**What you need to do:**
If a line in the records below contains the word "active", copy it out.

+++

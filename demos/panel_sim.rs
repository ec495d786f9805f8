//! Hardware-free simulation of the module loop.
//!
//! Drives the frontend against a virtual panel with a synthetic external
//! clock, switches the mode halfway through and prints the trigger timeline.

use log::info;
use simple_logger::SimpleLogger;

use bbg_trigger_omatic::engine::clock_multiplier_engine::ClockMultiplierConfig;
use bbg_trigger_omatic::engine::random_pattern_engine::RandomPatternConfig;
use bbg_trigger_omatic::io::Panel;
use bbg_trigger_omatic::module::TriggerOMatic;

const CLOCK_PERIOD_MS: u32 = 500;
const CLOCK_PULSE_MS: u32 = 25;
const RUN_TIME_MS: u32 = 8000;

/// Panel with scripted inputs, advanced one millisecond per loop pass.
#[derive(Debug, Default)]
struct SimPanel {
    now: u32,

    // Latest actuated state; the trigger line is the physical level.
    trigger_out_line: bool,
    trigger_in_led: u8,
    trigger_out_led: u8,
    mode_leds: (u8, u8),
}

impl Panel for SimPanel {
    fn trigger_in(&mut self) -> bool {
        self.now % CLOCK_PERIOD_MS < CLOCK_PULSE_MS
    }

    fn pot_a(&mut self) -> u16 {
        // Quantity 4 / pattern length 16.
        400
    }

    fn pot_b(&mut self) -> u16 {
        // Linear distribution / 50 % density.
        512
    }

    fn cv_in(&mut self) -> u16 {
        0
    }

    fn set_trigger_out(&mut self, active: bool) {
        self.trigger_out_line = !active;
    }

    fn set_trigger_in_led(&mut self, brightness: u8) {
        self.trigger_in_led = brightness;
    }

    fn set_trigger_out_led(&mut self, brightness: u8) {
        self.trigger_out_led = brightness;
    }

    fn set_mode_leds(&mut self, clock_multiplier: u8, random_pattern: u8) {
        self.mode_leds = (clock_multiplier, random_pattern);
    }

    fn now_ms(&mut self) -> u32 {
        self.now
    }

    fn noise_seed(&mut self) -> u32 {
        0x5EED
    }
}

fn main() {
    SimpleLogger::new()
        .with_level(log::LevelFilter::Debug)
        .init()
        .unwrap();

    let mut panel = SimPanel::default();
    let mut module = TriggerOMatic::new(
        ClockMultiplierConfig::default(),
        RandomPatternConfig::default(),
    );
    module.init(&mut panel);

    info!("starting in mode {:?}", module.mode());

    let mut line_was_low = false;

    for now in 0..RUN_TIME_MS {
        panel.now = now;

        if now == RUN_TIME_MS / 2 {
            module.on_double_click(&mut panel);
            info!(
                "switched to mode {:?}, mode leds {:?}",
                module.mode(),
                panel.mode_leds
            );
        }

        module.poll(&mut panel);

        let line_low = !panel.trigger_out_line;
        if line_low != line_was_low {
            info!(
                "t={:5} trigger out {}",
                now,
                if line_low { "on" } else { "off" }
            );
            line_was_low = line_low;
        }
    }

    info!(
        "done after {} ms of simulated time, leds: in {} out {}",
        RUN_TIME_MS, panel.trigger_in_led, panel.trigger_out_led
    );
}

+++

**Final answer:**
    fn set_trigger_out(&mut self, active: bool) {
        self.trigger_out_line = !active;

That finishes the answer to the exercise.